Installation of rsync
For security reasons, running the rsync server as an unprivileged user and group
is encouraged. If you intend to run rsync as a daemon, create the
rsyncd
user and group with the
following commands issued by the root
user:
groupadd -g 48 rsyncd &&
useradd -c "rsyncd Daemon" -m -d /home/rsync -g rsyncd \
-s /bin/false -u 48 rsyncd
Install rsync by running the
following commands:
./configure --prefix=/usr \
--disable-lz4 \
--disable-xxhash \
--without-included-zlib &&
make
If you have Doxygen-1.9.1 installed and wish to build HTML
API documentation, issue:
doxygen
To test the results, issue: make
check.
Now, as the root
user:
make install
If you built the documentation, install it using the following
commands as the root
user:
install -v -m755 -d /usr/share/doc/rsync-3.2.3/api &&
install -v -m644 dox/html/* /usr/share/doc/rsync-3.2.3/api
Command Explanations
--disable-lz4
: This switch
disables LZ4 compression support. Note that it uses the superior
'zstd' algorithm when this switch is in use, and zstd is provided
in LFS.
--disable-xxhash
: This
switch disables advanced xxhash checksum support. Remove this
switch if you have installed xxhash.
--without-included-zlib
:
This switch enables compilation with the system-installed zlib
library.
Configuring rsync
Config Files
/etc/rsyncd.conf
Configuration Information
For client access to remote files, you may need to install the
OpenSSH-8.4p1 package to connect to the
remote server.
This is a simple download-only configuration to set up running
rsync as a server.
See the rsyncd.conf(5) man-page for additional options (i.e.,
user authentication).
cat > /etc/rsyncd.conf << "EOF"
# This is a basic rsync configuration file
# It exports a single module without user authentication.
motd file = /home/rsync/welcome.msg
use chroot = yes
[localhost]
path = /home/rsync
comment = Default rsync module
read only = yes
list = yes
uid = rsyncd
gid = rsyncd
EOF
You can find additional configuration information and general
documentation about rsync at https://rsync.samba.org/documentation.html.
Systemd Unit
Note that you only need to start the rsync server if you want to provide an
rsync archive on your local
machine.
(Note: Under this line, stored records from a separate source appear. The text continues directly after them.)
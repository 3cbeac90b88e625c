//! Shared test infrastructure


pub(crate) use db::TestDb;
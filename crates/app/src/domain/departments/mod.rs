//! Departments

pub mod conversions;
pub mod data;
pub mod errors;
pub mod records;
pub mod repository;
pub mod service;

pub use errors::DepartmentsServiceError;
pub use repository::{DepartmentsRepository, MockDepartmentsRepository, PgDepartmentsRepository};
pub use service::*;
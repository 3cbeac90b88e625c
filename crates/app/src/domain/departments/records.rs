//! Department Records

use crate::{domain::status::Status, ids::TypedId};

/// Department Id
pub type DepartmentId = TypedId<DepartmentRecord>;

/// Department Record
#[derive(Debug, Clone, PartialEq, Eq)]
pub struct DepartmentRecord {
    /// Storage-assigned identifier.
    pub id: DepartmentId,

    /// Unique department name.
    pub name: String,

    /// Unique short code.
    pub code: String,

    /// Active/inactive flag.
    pub status: Status,
}

/// Department record that has not been persisted yet.
#[derive(Debug, Clone, PartialEq, Eq)]
pub struct NewDepartmentRecord {
    pub name: String,
    pub code: String,
    pub status: Status,
}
You don't need this unit to
run the rsync client.
Install the rsyncd.service
unit included in the
blfs-systemd-units-20210122 package.
make install-rsyncd
Note
This package comes with two types of units: A service file and
a socket file. The service file will start rsync daemon once at
boot and it will keep running until the system shuts down. The
socket file will make systemd listen on rsync port (Default
873, needs to be edited for anything else) and will start rsync
daemon when something tries to connect to that port and stop
the daemon when the connection is terminated. This is called
socket activation and is analogous to using {,x}inetd on a SysVinit based system.
By default, the first method is used - rsync daemon is started
at boot and stopped at shutdown. If the socket method is
desired, you need to run as the root
user:
systemctl stop rsyncd &&
systemctl disable rsyncd &&
systemctl enable rsyncd.socket &&
systemctl start rsyncd.socket
Note that socket method is only useful for remote backups. For
local backups you'll need the service method.